* [Try it] Read through the listing and copy every line that contains the word "KeyModifiers".
(The data begins)
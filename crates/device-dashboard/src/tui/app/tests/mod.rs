pub(crate) use super::*;
pub(crate) use crate::tui::test_utils::make_app;
pub(crate) use crossterm::event::KeyModifiers;


pub(crate) fn make_mouse_event(kind: MouseEventKind, column: u16, row: u16) -> MouseEvent {
    MouseEvent {
        kind,
        column,
        row,
        modifiers: KeyModifiers::NONE,
    }
}

/// Lays the first `count` cards out in a single row of 10-column cards.
pub(crate) fn lay_out_in_row(app: &mut App, count: usize) {
    app.card_areas = (0..count)
        .map(|i| (i, Rect::new(i as u16 * 10, 1, 10, 5)))
        .collect();
    app.columns = count.max(1);
}

/// Reads the saved order back from disk.
pub(crate) fn saved_ids(app: &App) -> Option<Vec<String>> {
    app.layout
        .store()
        .read_persisted()
        .expect("readable layout file")
        .map(|widgets| widgets.into_iter().map(|w| w.id).collect())
}
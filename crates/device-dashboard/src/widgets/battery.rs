//! Battery widget: charge level, charging status and a level gauge.
//!
//! A host without a battery still renders the card, showing a full,
//! discharging battery.

use ratatui::{
    style::{Color, Modifier, Style},
    text::Line,
};

use super::parts::{centered_line, gauge_line};
use super::{Widget, WidgetContext};

/// Level shown when no reading is available.
pub const FALLBACK_LEVEL: u8 = 100;

/// Levels at or below this are drawn in red.
pub const LOW_LEVEL: u8 = 20;

/// Widget showing the battery.
pub struct BatteryWidget;

impl BatteryWidget {
    /// Create a new `BatteryWidget`.
    pub fn new() -> Self {
        Self
    }
}

impl Default for BatteryWidget {
    fn default() -> Self {
        Self::new()
    }
}

/// Registry factory.
pub fn create() -> Box<dyn Widget> {
    Box::new(BatteryWidget::new())
}

/// Gauge color for `level`.
pub fn level_color(level: u8) -> Color {
    if level > LOW_LEVEL {
        Color::Green
    } else {
        Color::Red
    }
}

impl Widget for BatteryWidget {
    fn render(&self, width: u16, context: &WidgetContext) -> Vec<Line<'static>> {
        let s = context.signals;
        let level = s.battery_level.unwrap_or(FALLBACK_LEVEL).min(100);
        let status = if s.charging.unwrap_or(false) {
            "Charging"
        } else {
            "Discharging"
        };
        vec![
            centered_line(
                width,
                format!("{}%", level),
                Style::default().add_modifier(Modifier::BOLD),
            ),
            centered_line(width, status, Style::default().fg(Color::Gray)),
            Line::default(),
            gauge_line(width, f64::from(level) / 100.0, level_color(level)),
        ]
    }

    fn id(&self) -> &'static str {
        "battery"
    }
}

#[cfg(test)]
mod tests {
    use super::*;
    use crate::signals::SignalState;

    fn render(signals: &SignalState) -> Vec<Line<'static>> {
        BatteryWidget::new().render(20, &WidgetContext::new(signals))
    }

    #[test]
    fn test_absent_reading_shows_full_discharging() {
        let lines = render(&SignalState::default());
        assert_eq!(lines[0].to_string().trim(), "100%");
        assert_eq!(lines[1].to_string().trim(), "Discharging");
        assert_eq!(lines[3].to_string(), "█".repeat(20));
        assert_eq!(lines[3].spans[0].style.fg, Some(Color::Green));
    }

    #[test]
    fn test_charging_reading() {
        let signals = SignalState {
            battery_level: Some(55),
            charging: Some(true),
            ..SignalState::default()
        };
        let lines = render(&signals);
        assert_eq!(lines[0].to_string().trim(), "55%");
        assert_eq!(lines[1].to_string().trim(), "Charging");
        assert_eq!(lines[3].to_string().chars().filter(|&c| c == '█').count(), 11);
    }

    #[test]
    fn test_zero_is_a_real_reading() {
        let signals = SignalState {
            battery_level: Some(0),
            charging: Some(false),
            ..SignalState::default()
        };
        let lines = render(&signals);
        assert_eq!(lines[0].to_string().trim(), "0%");
        assert!(!lines[3].to_string().contains('█'));
    }

    #[test]
    fn test_gauge_color_threshold() {
        assert_eq!(level_color(21), Color::Green);
        assert_eq!(level_color(20), Color::Red);
        assert_eq!(level_color(5), Color::Red);
    }

    #[test]
    fn test_low_battery_gauge_is_red() {
        let signals = SignalState {
            battery_level: Some(15),
            ..SignalState::default()
        };
        let lines = render(&signals);
        assert_eq!(lines[3].spans[0].style.fg, Some(Color::Red));
    }
}
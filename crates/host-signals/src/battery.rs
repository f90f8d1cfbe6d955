//! Battery level and charging state.
//!
//! The `battery` crate's manager is not `Send`, so a fresh manager is opened
//! for every sample. On Linux this is a handful of sysfs reads.

use crate::error::SignalError;
use crate::types::{BatteryReading, Probe};

/// Handle on the first battery of the host.
#[derive(Debug, Default)]
pub struct SystemBattery {
    _private: (),
}

impl SystemBattery {
    /// Checks that the host has at least one battery.
    ///
    /// Returns `Ok(None)` on hosts without a battery (desktops, VMs). An
    /// error means the platform battery interface itself failed.
    pub fn open() -> Result<Option<Self>, SignalError> {
        match read_first_battery()? {
            Some(_) => Ok(Some(Self { _private: () })),
            None => Ok(None),
        }
    }

    /// Reads the current level and charging state.
    pub fn read(&self) -> Result<Option<BatteryReading>, SignalError> {
        read_first_battery()
    }
}

impl Probe for SystemBattery {
    type Reading = BatteryReading;

    fn sample(&mut self) -> Option<BatteryReading> {
        match self.read() {
            Ok(reading) => reading,
            Err(e) => {
                log::warn!("battery sample failed: {}", e);
                None
            }
        }
    }
}

fn read_first_battery() -> Result<Option<BatteryReading>, SignalError> {
    let manager = battery::Manager::new().map_err(|e| SignalError::Battery(e.to_string()))?;
    let mut batteries = manager
        .batteries()
        .map_err(|e| SignalError::Battery(e.to_string()))?;

    match batteries.next() {
        Some(Ok(battery)) => {
            let percent = battery
                .state_of_charge()
                .get::<battery::units::ratio::percent>();
            Ok(Some(BatteryReading {
                level: percent_to_level(percent),
                charging: is_charging(battery.state()),
            }))
        }
        Some(Err(e)) => Err(SignalError::Battery(e.to_string())),
        None => Ok(None),
    }
}

/// External power counts as charging even when the battery is already full.
fn is_charging(state: battery::State) -> bool {
    matches!(state, battery::State::Charging | battery::State::Full)
}

/// Rounds a percentage to a whole level clamped to 0..=100.
fn percent_to_level(percent: f32) -> u8 {
    if !percent.is_finite() {
        return 0;
    }
    percent.round().clamp(0.0, 100.0) as u8
}

#[cfg(test)]
mod tests {
    use super::*;

    #[test]
    fn level_rounds_and_clamps() {
        assert_eq!(percent_to_level(41.6), 42);
        assert_eq!(percent_to_level(100.4), 100);
        assert_eq!(percent_to_level(-3.0), 0);
        assert_eq!(percent_to_level(f32::NAN), 0);
    }

    #[test]
    fn full_battery_counts_as_charging() {
        assert!(is_charging(battery::State::Charging));
        assert!(is_charging(battery::State::Full));
        assert!(!is_charging(battery::State::Discharging));
        assert!(!is_charging(battery::State::Empty));
        assert!(!is_charging(battery::State::Unknown));
    }

    #[test]
    fn open_does_not_panic_without_battery() {
        // Hosts without a battery yield Ok(None); platforms without a
        // battery interface yield an error. Either way no panic.
        let _ = SystemBattery::open();
    }
}
//! Modal notice overlay.
//!
//! Shows a short message centered over the dashboard until the user
//! dismisses it. Used for the outcome of card actions.

use ratatui::{
    layout::{Alignment, Rect},
    style::{Color, Style},
    text::Line,
    widgets::{Block, Borders, Clear, Paragraph, Wrap},
    Frame,
};

/// Hint on the last line of the notice.
pub const DISMISS_HINT: &str = "[Enter] OK";

/// Area of a notice holding `text`, centered in `area`.
pub fn notice_area(area: Rect, text: &str) -> Rect {
    let longest = text
        .lines()
        .map(|l| l.chars().count())
        .max()
        .unwrap_or(0)
        .max(DISMISS_HINT.len()) as u16;
    let width = (longest + 4).min(area.width);
    let height = (text.lines().count() as u16 + 4).min(area.height);
    let x = area.x + (area.width - width) / 2;
    let y = area.y + (area.height - height) / 2;
    Rect::new(x, y, width, height)
}

/// Draws `text` as a modal over `area`.
pub fn render_notice(frame: &mut Frame, area: Rect, text: &str) {
    let modal_area = notice_area(area, text);

    // Clear background
    frame.render_widget(Clear, modal_area);

    let block = Block::default()
        .title(" Notice ")
        .borders(Borders::ALL)
        .border_style(Style::default().fg(Color::Yellow));

    let mut lines: Vec<Line> = text.lines().map(Line::raw).collect();
    lines.push(Line::default());
    lines.push(Line::styled(DISMISS_HINT, Style::default().fg(Color::DarkGray)));

    let paragraph = Paragraph::new(lines)
        .block(block)
        .alignment(Alignment::Center)
        .wrap(Wrap { trim: true });
    frame.render_widget(paragraph, modal_area);
}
(The data ends)
* [Written response]
pub(crate) use crossterm::event::KeyModifiers;
        modifiers: KeyModifiers::NONE,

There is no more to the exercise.